- Promo image
- Developer: Capcom
- Publisher: Capcom
- Director: Masakazu Eguchi
- Producer: Tatsuya Kitabayashi
- Composer: Reo Uratani
- Series: Mega Man Legends
- Platform: Nintendo 3DS
- Release: Cancelled
- Genres: Action-adventure, third-person shooter
- Mode: Single-player

= Mega Man Legends 3 =

Cancelled video game

Mega Man Legends 3 (Note: known in Japan as Rockman DASH 3 (ロックマンDASH 3, Rokkuman Dasshu Suri)) is a cancelled video game set to be the sequel to Mega Man Legends 2 and the fourth game in the Mega Man Legends series. It was announced for the Nintendo 3DS on September 29, 2010, during a Nintendo press conference for the 3DS.

The game was to be directed by Masakazu Eguchi, with Tatsuya Kitabayashi acting as producer. Reo Uratani composed the game's music.

Mega Man Legends 3 was cancelled on July 18, 2011.

==Plot==
The game's story would have continued right after the events of Mega Man Legends 2. Two new characters, Aero and Barrett, would join returning ones to help rescue the protagonist, Mega Man Volnutt, from Elysium. Chris Hoffman of Nintendo Power implied the finished game may have focused on a mysterious item known as the Klicke Lafonica and the aftermath of the Elder System reactivating at the end of Legends 2.

==Development==
In a May 2007 interview with 1UP.com, Keiji Inafune expressed that the original team members who worked on the previous Mega Man Legends games were interested in developing Mega Man Legends 3 and had considered using the MT Framework engine. A few months later, Inafune commented that he was asked by several fans if Mega Man Legends 3 would be made; although he expressed a desire to make such a game, he stated that he could not do it at that time. Detailed information about the game was announced at the New York Comic Con in October 2010. While Capcom was developing the game, several aspects from the game such as the new heroine Aero, a mech and Mega Man's design were chosen by fans as Capcom invited fans to send their designs in their official Mega Man Legends 3 website.

Although Inafune left Capcom in October 2010, the team working for Mega Man Legends 3 stated that the game would continue development. Capcom intended to release Mega Man Legends 3: Prototype Version in 2011 for the 3DS eShop, featuring 10 missions, and Barrett as a playable character. The Prototype Version was going to act as a prologue to the forthcoming main game. According to GamesRadar, Nintendo Powers Chris Hoffman was the only journalist to play the Prototype Version before the game was cancelled. Three years after the game's cancellation, employees from Cup of Tea Productions—the studio responsible for Mega Man Legends 3 voice recording—confirmed that the Prototype Version was very close to completion.

==Cancellation==
On July 18, 2011, Capcom officially announced that production on Mega Man Legends 3 was cancelled. Capcom also announced that neither a full game nor Mega Man Legends 3: Prototype Version would be released. In replies to fans two days later, Capcom's UK Twitter account appeared to blame lack of fan involvement for the game's cancellation. Capcom UK later apologized for the original wording and clarified that the tweets referred to the lack of interaction in the Development Rooms that Capcom created to help the game's development, not to the fans "who have been nothing but supportive". Capcom shut down the Japanese Development Room one month after the initial announcement, but initially stated the North American Development Room would remain open indefinitely; it was later closed in 2020. Many of their contents have been archived by the fans.
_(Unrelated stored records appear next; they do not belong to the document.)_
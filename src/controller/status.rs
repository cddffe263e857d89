use crate::error::CallError;
use serde::{Deserialize, Serialize};
use std::fmt;

/// Human-facing phase of the call controller
#[derive(Debug, Clone, Default, PartialEq, Eq, Serialize, Deserialize)]
#[serde(tag = "phase", content = "message", rename_all = "snake_case")]
pub enum CallStatus {
    #[default]
    Idle,
    RequestingPermission,
    CreatingSession,
    /// Start returned; waiting for `call_started`
    Connecting,
    Active,
    Ended,
    Stopped,
    PermissionDenied,
    Error(String),
}

impl CallStatus {
    /// Status shown after a failed action
    pub fn from_error(err: &CallError) -> Self {
        match err {
            CallError::PermissionDenied => CallStatus::PermissionDenied,
            other => CallStatus::Error(other.to_string()),
        }
    }

    pub fn is_error(&self) -> bool {
        matches!(self, CallStatus::PermissionDenied | CallStatus::Error(_))
    }

    /// Whether a start is underway but the session is not yet live
    pub fn is_pending(&self) -> bool {
        matches!(
            self,
            CallStatus::RequestingPermission | CallStatus::CreatingSession | CallStatus::Connecting
        )
    }
}

impl fmt::Display for CallStatus {
    fn fmt(&self, f: &mut fmt::Formatter<'_>) -> fmt::Result {
        match self {
            CallStatus::Idle => write!(f, "Ready to call"),
            CallStatus::RequestingPermission => write!(f, "Requesting microphone access..."),
            CallStatus::CreatingSession => write!(f, "Creating call..."),
            CallStatus::Connecting => write!(f, "Call starting..."),
            CallStatus::Active => write!(f, "Call active - Say something!"),
            CallStatus::Ended => write!(f, "Call ended"),
            CallStatus::Stopped => write!(f, "Call stopped"),
            CallStatus::PermissionDenied => write!(
                f,
                "Microphone access denied. Please allow microphone access and try again."
            ),
            CallStatus::Error(message) => write!(f, "Error: {}", message),
        }
    }
}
CyberConnect2 CEO Hiroshi Matsuyama—who was working with Capcom on Asura's Wrath at the time—stated he would like to develop Mega Man Legends 3 as he was disappointed in the game's cancellation. Inafune also expressed disappointment with this decision and offered Capcom to complete it with his own team, despite having left the company. Capcom refused Inafune's offer. In 2014, Inafune again stated he would like to finish Mega Man Legends 3 if given the chance.

In the aftermath of the cancellation, the game's programming director, Yoshiyuki Fujikawa, encouraged fans to continue showing their interest in Mega Man Legends 3. Fans created a Facebook group titled "100,000 Strong for Bringing Back Mega Man Legends 3", aiming to get Capcom to resume development of the game. The group was covered considerably on popular gaming sites, including Destructoid, Joystiq, and GoNintendo. The group reached its goal of 100,000 members on April 25, 2012. By January 2013, two fans developed a browser-based fangame which recreated content from the Servbot mission in the cancelled game's prototype version.

In August 2016, over five years after the game's cancellation, the Facebook group released a documentary about the history of the game's development. In a 2018 interview with Game Informer, Mega Man 11 director Koji Oda said that he's "well aware that there is a voice out there that wants something new for games like Mega Man Legends and Battle Network". On June 9, 2020, composer Makoto Tomozawa made a tweet to gauge fan interest in crowdfunding activities for the game.